//! Append-only sale ledger.
//!
//! One [`SaleRecord`] is written for every settled line item, whether it sold
//! or failed. Unit price and quantity are snapshotted at write time; product
//! display fields are joined at read time by the caller.

pub mod error;
pub mod memory;
pub mod postgres;
pub mod record;
pub mod store;

pub use error::{LedgerError, Result};
pub use memory::InMemorySaleLedger;
pub use postgres::PostgresSaleLedger;
pub use record::{FailureReason, SaleLine, SaleRecord, SaleStatus};
pub use store::SaleLedger;
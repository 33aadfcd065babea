//! Checkout settlement endpoints.

use std::sync::Arc;

use axum::Json;
use axum::extract::{Path, State};
use axum::http::HeaderMap;
use common::{BuyerId, CheckoutId, Money};
use inventory::{InventoryStore, ProductSummary};
use ledger::SaleLedger;
use serde::{Deserialize, Serialize};
use settlement::{
    CheckoutRequest, CheckoutResult, ItemOutcome, LineItem, ProductRef, SettlementError,
};

use crate::error::ApiError;
use crate::routes::buyer_from;
use crate::routes::sales::SaleResponse;
use crate::state::AppState;

// -- Request types --

/// Checkout body. Field names are camelCase; the alias keys older clients
/// send are accepted too. Every amount is in cents.
#[derive(Debug, Deserialize)]
#[serde(rename_all = "camelCase")]
pub struct CheckoutBody {
    #[serde(default)]
    pub items: Vec<CheckoutItemBody>,
    pub total_cents: Option<i64>,
    #[serde(rename = "total")]
    pub legacy_total: Option<i64>,
    pub shipping_cost_cents: Option<i64>,
    #[serde(rename = "shippingCost")]
    pub legacy_shipping_cost: Option<i64>,
}

#[derive(Debug, Default, Deserialize)]
pub struct CheckoutItemBody {
    #[serde(rename = "productId")]
    pub product_id: Option<String>,
    #[serde(rename = "_id")]
    pub underscore_id: Option<String>,
    #[serde(rename = "productoId")]
    pub producto_id: Option<String>,
    pub id: Option<String>,
    pub name: Option<String>,
    pub nombre: Option<String>,
    #[serde(alias = "cantidad", alias = "qty")]
    pub quantity: Option<i64>,
    #[serde(rename = "unitPriceCents", alias = "precioFinalGuardado")]
    pub unit_price_cents: Option<i64>,
    pub precio: Option<i64>,
    pub price: Option<i64>,
}

impl CheckoutItemBody {
    fn product_ref(&self) -> ProductRef {
        ProductRef::from_keys(
            [
                self.product_id.as_deref(),
                self.underscore_id.as_deref(),
                self.producto_id.as_deref(),
                self.id.as_deref(),
            ],
            [self.name.as_deref(), self.nombre.as_deref()],
        )
    }

    fn into_line_item(self, index: usize) -> Result<LineItem, SettlementError> {
        LineItem::from_raw(
            index,
            self.product_ref(),
            self.quantity.unwrap_or(1),
            self.unit_price_cents.or(self.precio).or(self.price),
        )
    }
}

impl CheckoutBody {
    pub fn into_request(self, buyer: BuyerId) -> Result<CheckoutRequest, SettlementError> {
        let items = self
            .items
            .into_iter()
            .enumerate()
            .map(|(index, item)| item.into_line_item(index))
            .collect::<Result<Vec<_>, _>>()?;

        CheckoutRequest::new(
            buyer,
            items,
            Money::from_cents(self.total_cents.or(self.legacy_total).unwrap_or(0)),
            Money::from_cents(
                self.shipping_cost_cents
                    .or(self.legacy_shipping_cost)
                    .unwrap_or(0),
            ),
        )
    }
}

// -- Response types --

#[derive(Debug, Serialize)]
pub struct ProductResponse {
    pub id: String,
    pub name: String,
    pub description: String,
    pub unit_price_cents: i64,
    pub image: String,
}

impl From<&ProductSummary> for ProductResponse {
    fn from(p: &ProductSummary) -> Self {
        Self {
            id: p.id.to_string(),
            name: p.name.clone(),
            description: p.description.clone(),
            unit_price_cents: p.unit_price.cents(),
            image: p.image.clone(),
        }
    }
}

#[derive(Debug, Serialize)]
pub struct ItemResponse {
    pub sale_id: Option<String>,
    pub product: Option<ProductResponse>,
    pub quantity: u32,
    pub unit_price_cents: i64,
    pub line_total_cents: i64,
    pub status: String,
    pub reason: Option<String>,
}

impl From<&ItemOutcome> for ItemResponse {
    fn from(item: &ItemOutcome) -> Self {
        Self {
            sale_id: item.sale_id.map(|id| id.to_string()),
            product: item.product.as_ref().map(ProductResponse::from),
            quantity: item.quantity.get(),
            unit_price_cents: item.unit_price.cents(),
            line_total_cents: item.line_total.cents(),
            status: item.status.to_string(),
            reason: item.reason.map(|r| r.to_string()),
        }
    }
}

#[derive(Debug, Serialize)]
pub struct CheckoutResponse {
    pub checkout_id: String,
    pub approved: bool,
    pub items: Vec<ItemResponse>,
    pub total_cents: i64,
    pub shipping_cost_cents: i64,
    pub computed_total_cents: i64,
}

impl From<&CheckoutResult> for CheckoutResponse {
    fn from(result: &CheckoutResult) -> Self {
        Self {
            checkout_id: result.checkout_id.to_string(),
            approved: result.approved,
            items: result.items.iter().map(ItemResponse::from).collect(),
            total_cents: result.declared_total.cents(),
            shipping_cost_cents: result.shipping_cost.cents(),
            computed_total_cents: result.computed_total.cents(),
        }
    }
}

// -- Handlers --

/// POST /checkout: settle a checkout, one outcome per item.
#[tracing::instrument(skip(state, headers, body))]
pub async fn create<I, L>(
    State(state): State<Arc<AppState<I, L>>>,
    headers: HeaderMap,
    Json(body): Json<CheckoutBody>,
) -> Result<Json<CheckoutResponse>, ApiError>
where
    I: InventoryStore + Clone + 'static,
    L: SaleLedger + Clone + 'static,
{
    let buyer = buyer_from(&headers).unwrap_or_else(BuyerId::anonymous);
    let request = body.into_request(buyer)?;

    let result = state.orchestrator.settle(request).await;

    Ok(Json(CheckoutResponse::from(&result)))
}

/// GET /checkout/:id: the sales recorded for one checkout attempt.
#[tracing::instrument(skip(state))]
pub async fn get<I, L>(
    State(state): State<Arc<AppState<I, L>>>,
    Path(id): Path<String>,
) -> Result<Json<Vec<SaleResponse>>, ApiError>
where
    I: InventoryStore + Clone + 'static,
    L: SaleLedger + Clone + 'static,
{
    let checkout_id = parse_checkout_id(&id)?;
    let views = state.history.for_checkout(checkout_id).await?;
    if views.is_empty() {
        return Err(ApiError::NotFound(format!("Checkout {id} not found")));
    }

    Ok(Json(views.iter().map(SaleResponse::from).collect()))
}

fn parse_checkout_id(id: &str) -> Result<CheckoutId, ApiError> {
    let uuid = uuid::Uuid::parse_str(id.trim())
        .map_err(|e| ApiError::BadRequest(format!("Invalid ID format: {e}")))?;
    Ok(CheckoutId::from_uuid(uuid))
}
use std::collections::HashMap;
use std::sync::Arc;
use std::time::Duration;

use async_trait::async_trait;
use chrono::Utc;
use common::{ProductId, Quantity};
use tokio::sync::RwLock;

use crate::store::{InventoryStore, Reservation, record_reservation};
use crate::{InventoryError, NewProduct, Product, Result};

#[derive(Debug, Default)]
struct FaultState {
    fail_on_reserve: bool,
    reserve_delay: Option<Duration>,
}

/// In-memory inventory store.
///
/// The compare-and-decrement runs entirely under one write guard of the
/// product map, so concurrent reservations are serialized.
#[derive(Debug, Clone, Default)]
pub struct InMemoryInventoryStore {
    products: Arc<RwLock<HashMap<ProductId, Product>>>,
    faults: Arc<RwLock<FaultState>>,
}

impl InMemoryInventoryStore {
    /// Creates a new empty in-memory inventory store.
    pub fn new() -> Self {
        Self::default()
    }

    /// Returns the current stock of a product, if it exists.
    pub async fn quantity_of(&self, id: ProductId) -> Option<u32> {
        self.products.read().await.get(&id).map(|p| p.quantity)
    }

    /// Returns the number of products stored.
    pub async fn product_count(&self) -> usize {
        self.products.read().await.len()
    }

    /// Renames a product in place, standing in for a catalog edit.
    pub async fn rename(&self, id: ProductId, name: impl Into<String>) -> bool {
        match self.products.write().await.get_mut(&id) {
            Some(product) => {
                product.name = name.into();
                true
            }
            None => false,
        }
    }

    /// Makes every subsequent `try_reserve` fail with a storage error.
    pub async fn set_fail_on_reserve(&self, fail: bool) {
        self.faults.write().await.fail_on_reserve = fail;
    }

    /// Delays every subsequent `try_reserve` before it takes the lock.
    pub async fn set_reserve_delay(&self, delay: Option<Duration>) {
        self.faults.write().await.reserve_delay = delay;
    }
}

#[async_trait]
impl InventoryStore for InMemoryInventoryStore {
    async fn try_reserve(&self, id: ProductId, quantity: Quantity) -> Result<Reservation> {
        let (fail, delay) = {
            let faults = self.faults.read().await;
            (faults.fail_on_reserve, faults.reserve_delay)
        };
        if let Some(delay) = delay {
            tokio::time::sleep(delay).await;
        }
        if fail {
            return Err(InventoryError::Unavailable(
                "reservation rejected by fault injection".to_string(),
            ));
        }

        let mut products = self.products.write().await;
        let outcome = match products.get_mut(&id) {
            None => Reservation::NotFound,
            Some(product) if product.quantity < quantity.get() => Reservation::InsufficientStock,
            Some(product) => {
                product.quantity -= quantity.get();
                Reservation::Reserved(product.clone())
            }
        };
        drop(products);

        record_reservation(id, quantity, &outcome);
        Ok(outcome)
    }

    async fn get(&self, id: ProductId) -> Result<Option<Product>> {
        Ok(self.products.read().await.get(&id).cloned())
    }

    async fn find_by_name(&self, name: &str) -> Result<Option<Product>> {
        let products = self.products.read().await;
        Ok(products
            .values()
            .filter(|p| p.name_matches(name))
            .min_by_key(|p| (p.created_at, p.id))
            .cloned())
    }

    async fn get_many(&self, ids: &[ProductId]) -> Result<Vec<Product>> {
        let products = self.products.read().await;
        Ok(ids.iter().filter_map(|id| products.get(id).cloned()).collect())
    }

    async fn insert(&self, product: NewProduct) -> Result<Product> {
        product.validate()?;
        let product = product.into_product(Utc::now());

        let mut products = self.products.write().await;
        if products.contains_key(&product.id) {
            return Err(InventoryError::InvalidProduct(format!(
                "product {} already exists",
                product.id
            )));
        }
        products.insert(product.id, product.clone());
        Ok(product)
    }
}
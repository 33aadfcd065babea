use thiserror::Error;

/// Errors that can occur when interacting with the inventory store.
#[derive(Debug, Error)]
pub enum InventoryError {
    /// A product submitted by the catalog failed validation.
    #[error("Invalid product: {0}")]
    InvalidProduct(String),

    /// The store could not serve the request.
    #[error("Inventory store unavailable: {0}")]
    Unavailable(String),

    /// A persisted row held a value outside the domain range.
    #[error("Corrupt product row: {0}")]
    CorruptRow(String),

    /// A database error occurred.
    #[error("Database error: {0}")]
    Database(#[from] sqlx::Error),

    /// A database migration error occurred.
    #[error("Migration error: {0}")]
    Migration(#[from] sqlx::migrate::MigrateError),
}

impl InventoryError {
    /// True when a write may have been applied even though the call failed:
    /// the connection broke after the statement went out.
    pub fn outcome_unknown(&self) -> bool {
        matches!(
            self,
            InventoryError::Database(sqlx::Error::Io(_) | sqlx::Error::Protocol(_))
        )
    }
}

/// Result type for inventory store operations.
pub type Result<T> = std::result::Result<T, InventoryError>;
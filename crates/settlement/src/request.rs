//! Inbound settlement requests.

use common::{BuyerId, Money, Quantity};

use crate::error::SettlementError;

/// How a line item names its product: a storage identifier, a display
/// name, or both.
#[derive(Debug, Clone, Default, PartialEq, Eq)]
pub struct ProductRef {
    id: Option<String>,
    name: Option<String>,
}

impl ProductRef {
    /// Builds a reference, dropping blank values.
    pub fn new(id: Option<String>, name: Option<String>) -> Self {
        Self {
            id: non_blank(id),
            name: non_blank(name),
        }
    }

    pub fn by_id(id: impl Into<String>) -> Self {
        Self::new(Some(id.into()), None)
    }

    pub fn by_name(name: impl Into<String>) -> Self {
        Self::new(None, Some(name.into()))
    }

    /// Canonicalizes the several keys a client may use for the same thing.
    ///
    /// Keys are given in priority order; the first non-blank identifier and
    /// the first non-blank name win.
    pub fn from_keys<'a, A, B>(id_keys: A, name_keys: B) -> Self
    where
        A: IntoIterator<Item = Option<&'a str>>,
        B: IntoIterator<Item = Option<&'a str>>,
    {
        Self {
            id: first_non_blank(id_keys),
            name: first_non_blank(name_keys),
        }
    }

    pub fn id(&self) -> Option<&str> {
        self.id.as_deref()
    }

    pub fn name(&self) -> Option<&str> {
        self.name.as_deref()
    }

    pub fn is_empty(&self) -> bool {
        self.id.is_none() && self.name.is_none()
    }
}

fn non_blank(value: Option<String>) -> Option<String> {
    value.filter(|v| !v.trim().is_empty())
}

fn first_non_blank<'a>(keys: impl IntoIterator<Item = Option<&'a str>>) -> Option<String> {
    keys.into_iter()
        .flatten()
        .find(|v| !v.trim().is_empty())
        .map(str::to_owned)
}

/// One requested product and quantity within a checkout.
#[derive(Debug, Clone, PartialEq, Eq)]
pub struct LineItem {
    pub product_ref: ProductRef,
    pub quantity: Quantity,
    /// Unit price the client displayed, honoured over the catalog price.
    pub asserted_unit_price: Option<Money>,
}

impl LineItem {
    pub fn new(product_ref: ProductRef, quantity: Quantity) -> Self {
        Self {
            product_ref,
            quantity,
            asserted_unit_price: None,
        }
    }

    pub fn with_unit_price(mut self, price: Money) -> Self {
        self.asserted_unit_price = Some(price);
        self
    }

    /// Validates raw client values for the item at position `index`.
    pub fn from_raw(
        index: usize,
        product_ref: ProductRef,
        quantity: i64,
        asserted_unit_price_cents: Option<i64>,
    ) -> Result<Self, SettlementError> {
        let quantity = Quantity::new(quantity)
            .map_err(|source| SettlementError::InvalidQuantity { index, source })?;
        let asserted_unit_price = match asserted_unit_price_cents {
            Some(cents) if cents < 0 => {
                return Err(SettlementError::NegativeAmount(format!(
                    "item {index} unit price"
                )));
            }
            Some(cents) => Some(Money::from_cents(cents)),
            None => None,
        };
        Ok(Self {
            product_ref,
            quantity,
            asserted_unit_price,
        })
    }
}

/// A validated checkout: at least one item, no negative amounts.
#[derive(Debug, Clone)]
pub struct CheckoutRequest {
    buyer: BuyerId,
    items: Vec<LineItem>,
    declared_total: Money,
    shipping_cost: Money,
}

impl CheckoutRequest {
    pub fn new(
        buyer: BuyerId,
        items: Vec<LineItem>,
        declared_total: Money,
        shipping_cost: Money,
    ) -> Result<Self, SettlementError> {
        if items.is_empty() {
            return Err(SettlementError::EmptyCheckout);
        }
        if declared_total.is_negative() {
            return Err(SettlementError::NegativeAmount("total".to_string()));
        }
        if shipping_cost.is_negative() {
            return Err(SettlementError::NegativeAmount("shipping cost".to_string()));
        }
        if let Some(index) = items
            .iter()
            .position(|item| item.asserted_unit_price.is_some_and(|p| p.is_negative()))
        {
            return Err(SettlementError::NegativeAmount(format!(
                "item {index} unit price"
            )));
        }

        Ok(Self {
            buyer,
            items,
            declared_total,
            shipping_cost,
        })
    }

    pub fn buyer(&self) -> &BuyerId {
        &self.buyer
    }

    pub fn items(&self) -> &[LineItem] {
        &self.items
    }

    pub fn declared_total(&self) -> Money {
        self.declared_total
    }

    pub fn shipping_cost(&self) -> Money {
        self.shipping_cost
    }
}

/// A single-item sale outside any checkout. Values arrive unvalidated.
#[derive(Debug, Clone)]
pub struct DirectSaleRequest {
    pub buyer: BuyerId,
    pub product_id: String,
    pub quantity: i64,
}

#[cfg(test)]
mod tests {
    use super::*;

    fn item() -> LineItem {
        LineItem::new(ProductRef::by_name("Mouse"), Quantity::new(1).unwrap())
    }

    #[test]
    fn from_keys_takes_first_non_blank() {
        let r = ProductRef::from_keys(
            [None, Some("  "), Some("abc"), Some("def")],
            [Some(""), Some("Mouse")],
        );
        assert_eq!(r.id(), Some("abc"));
        assert_eq!(r.name(), Some("Mouse"));

        let empty = ProductRef::from_keys([None, Some(" ")], [None]);
        assert!(empty.is_empty());
    }

    #[test]
    fn new_drops_blank_values() {
        let r = ProductRef::new(Some(" ".into()), Some("Mouse".into()));
        assert_eq!(r.id(), None);
        assert_eq!(r.name(), Some("Mouse"));
    }

    #[test]
    fn empty_checkout_is_rejected() {
        let err = CheckoutRequest::new(BuyerId::anonymous(), vec![], Money::zero(), Money::zero())
            .unwrap_err();
        assert_eq!(err, SettlementError::EmptyCheckout);
    }

    #[test]
    fn negative_amounts_are_rejected() {
        let total = CheckoutRequest::new(
            BuyerId::anonymous(),
            vec![item()],
            Money::from_cents(-1),
            Money::zero(),
        );
        assert!(matches!(total, Err(SettlementError::NegativeAmount(_))));

        let price = CheckoutRequest::new(
            BuyerId::anonymous(),
            vec![item(), item().with_unit_price(Money::from_cents(-5))],
            Money::zero(),
            Money::zero(),
        );
        assert_eq!(
            price.unwrap_err(),
            SettlementError::NegativeAmount("item 1 unit price".into())
        );
    }

    #[test]
    fn from_raw_reports_item_index() {
        let err = LineItem::from_raw(3, ProductRef::by_name("Mouse"), 0, None).unwrap_err();
        assert!(matches!(err, SettlementError::InvalidQuantity { index: 3, .. }));

        let ok = LineItem::from_raw(0, ProductRef::by_name("Mouse"), 2, Some(1500)).unwrap();
        assert_eq!(ok.quantity.get(), 2);
        assert_eq!(ok.asserted_unit_price, Some(Money::from_cents(1500)));
    }
}
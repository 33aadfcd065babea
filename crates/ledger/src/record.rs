use chrono::{DateTime, Utc};
use common::{BuyerId, CheckoutId, Money, ProductId, Quantity, SaleId};
use serde::{Deserialize, Serialize};

/// Final status of one settled line item.
#[derive(Debug, Clone, Copy, PartialEq, Eq, Hash, Serialize, Deserialize)]
#[serde(rename_all = "snake_case")]
pub enum SaleStatus {
    Sold,
    Failed,
}

impl SaleStatus {
    pub fn as_str(&self) -> &'static str {
        match self {
            SaleStatus::Sold => "sold",
            SaleStatus::Failed => "failed",
        }
    }

    pub fn parse(s: &str) -> Option<Self> {
        match s {
            "sold" => Some(SaleStatus::Sold),
            "failed" => Some(SaleStatus::Failed),
            _ => None,
        }
    }
}

impl std::fmt::Display for SaleStatus {
    fn fmt(&self, f: &mut std::fmt::Formatter<'_>) -> std::fmt::Result {
        f.write_str(self.as_str())
    }
}

/// Why a line item was not sold.
#[derive(Debug, Clone, Copy, PartialEq, Eq, Hash, Serialize, Deserialize)]
#[serde(rename_all = "snake_case")]
pub enum FailureReason {
    /// The payment gate declined the whole checkout.
    PaymentDeclined,
    /// Neither the identifier nor the name matched a product.
    ProductNotFound,
    /// The product had fewer units than requested at reservation time.
    StockInsufficient,
    /// Storage failed or timed out while reserving.
    InternalError,
}

impl FailureReason {
    pub fn as_str(&self) -> &'static str {
        match self {
            FailureReason::PaymentDeclined => "payment_declined",
            FailureReason::ProductNotFound => "product_not_found",
            FailureReason::StockInsufficient => "stock_insufficient",
            FailureReason::InternalError => "internal_error",
        }
    }

    pub fn parse(s: &str) -> Option<Self> {
        match s {
            "payment_declined" => Some(FailureReason::PaymentDeclined),
            "product_not_found" => Some(FailureReason::ProductNotFound),
            "stock_insufficient" => Some(FailureReason::StockInsufficient),
            "internal_error" => Some(FailureReason::InternalError),
            _ => None,
        }
    }
}

impl std::fmt::Display for FailureReason {
    fn fmt(&self, f: &mut std::fmt::Formatter<'_>) -> std::fmt::Result {
        f.write_str(self.as_str())
    }
}

/// The point-in-time facts of a line item that a record snapshots.
#[derive(Debug, Clone)]
pub struct SaleLine {
    pub checkout_id: Option<CheckoutId>,
    pub product_id: Option<ProductId>,
    pub quantity: Quantity,
    pub unit_price: Money,
    pub buyer: BuyerId,
}

impl SaleLine {
    pub fn line_total(&self) -> Money {
        self.unit_price.multiply(self.quantity.get())
    }
}

/// Immutable ledger entry describing how one line item settled.
///
/// Only constructible through [`SaleRecord::sold`] and [`SaleRecord::failed`],
/// so `reason` is present exactly when `status` is [`SaleStatus::Failed`].
#[derive(Debug, Clone, PartialEq, Eq, Serialize)]
pub struct SaleRecord {
    id: SaleId,
    checkout_id: Option<CheckoutId>,
    product_id: Option<ProductId>,
    quantity: Quantity,
    unit_price: Money,
    line_total: Money,
    buyer: BuyerId,
    status: SaleStatus,
    reason: Option<FailureReason>,
    created_at: DateTime<Utc>,
}

impl SaleRecord {
    /// Records a line item whose stock reservation succeeded.
    pub fn sold(line: SaleLine) -> Self {
        Self::build(line, SaleStatus::Sold, None)
    }

    /// Records a line item that did not sell.
    pub fn failed(line: SaleLine, reason: FailureReason) -> Self {
        Self::build(line, SaleStatus::Failed, Some(reason))
    }

    fn build(line: SaleLine, status: SaleStatus, reason: Option<FailureReason>) -> Self {
        Self {
            id: SaleId::new(),
            line_total: line.line_total(),
            checkout_id: line.checkout_id,
            product_id: line.product_id,
            quantity: line.quantity,
            unit_price: line.unit_price,
            buyer: line.buyer,
            status,
            reason,
            created_at: Utc::now(),
        }
    }

    /// Rebuilds a persisted record, rejecting rows that break the
    /// reason-iff-failed rule.
    #[allow(clippy::too_many_arguments)]
    pub(crate) fn restore(
        id: SaleId,
        checkout_id: Option<CheckoutId>,
        product_id: Option<ProductId>,
        quantity: Quantity,
        unit_price: Money,
        line_total: Money,
        buyer: BuyerId,
        status: SaleStatus,
        reason: Option<FailureReason>,
        created_at: DateTime<Utc>,
    ) -> Option<Self> {
        if (status == SaleStatus::Failed) != reason.is_some() {
            return None;
        }
        Some(Self {
            id,
            checkout_id,
            product_id,
            quantity,
            unit_price,
            line_total,
            buyer,
            status,
            reason,
            created_at,
        })
    }

    pub fn id(&self) -> SaleId {
        self.id
    }

    pub fn checkout_id(&self) -> Option<CheckoutId> {
        self.checkout_id
    }

    pub fn product_id(&self) -> Option<ProductId> {
        self.product_id
    }

    pub fn quantity(&self) -> Quantity {
        self.quantity
    }

    pub fn unit_price(&self) -> Money {
        self.unit_price
    }

    pub fn line_total(&self) -> Money {
        self.line_total
    }

    pub fn buyer(&self) -> &BuyerId {
        &self.buyer
    }

    pub fn status(&self) -> SaleStatus {
        self.status
    }

    pub fn reason(&self) -> Option<FailureReason> {
        self.reason
    }

    pub fn created_at(&self) -> DateTime<Utc> {
        self.created_at
    }

    pub fn is_sold(&self) -> bool {
        self.status == SaleStatus::Sold
    }
}
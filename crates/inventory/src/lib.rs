//! Inventory store for the settlement engine.
//!
//! Holds the authoritative available quantity of every product and exposes
//! a single atomic conditional decrement, [`InventoryStore::try_reserve`].
//! Two implementations are provided: an in-memory store for tests and
//! single-process deployments, and a PostgreSQL store.

pub mod error;
pub mod memory;
pub mod postgres;
pub mod product;
pub mod store;

pub use error::{InventoryError, Result};
pub use memory::InMemoryInventoryStore;
pub use postgres::PostgresInventoryStore;
pub use product::{NewProduct, Product, ProductSummary, normalize_name};
pub use store::{InventoryStore, Reservation};
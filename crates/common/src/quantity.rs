use serde::{Deserialize, Serialize};
use thiserror::Error;

/// Rejected quantity value.
#[derive(Debug, Clone, Copy, PartialEq, Eq, Error)]
#[error("quantity must be a positive integer, got {0}")]
pub struct InvalidQuantity(pub i64);

/// Strictly positive number of units requested for one line item.
#[derive(Debug, Clone, Copy, PartialEq, Eq, PartialOrd, Ord, Hash, Serialize, Deserialize)]
#[serde(try_from = "i64", into = "u32")]
pub struct Quantity(u32);

impl Quantity {
    /// Validates a raw requested quantity. Zero, negatives and values above
    /// `u32::MAX` are rejected.
    pub fn new(raw: i64) -> Result<Self, InvalidQuantity> {
        match u32::try_from(raw) {
            Ok(value) if value > 0 => Ok(Self(value)),
            _ => Err(InvalidQuantity(raw)),
        }
    }

    pub fn get(&self) -> u32 {
        self.0
    }
}

impl TryFrom<i64> for Quantity {
    type Error = InvalidQuantity;

    fn try_from(raw: i64) -> Result<Self, Self::Error> {
        Self::new(raw)
    }
}

impl From<Quantity> for u32 {
    fn from(q: Quantity) -> Self {
        q.0
    }
}

impl std::fmt::Display for Quantity {
    fn fmt(&self, f: &mut std::fmt::Formatter<'_>) -> std::fmt::Result {
        write!(f, "{}", self.0)
    }
}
· · · · ·
In the listing, count every line holding the word "Copy"; answer with the count alone.

• _ANSWER FOR THIS EXERCISE_: 4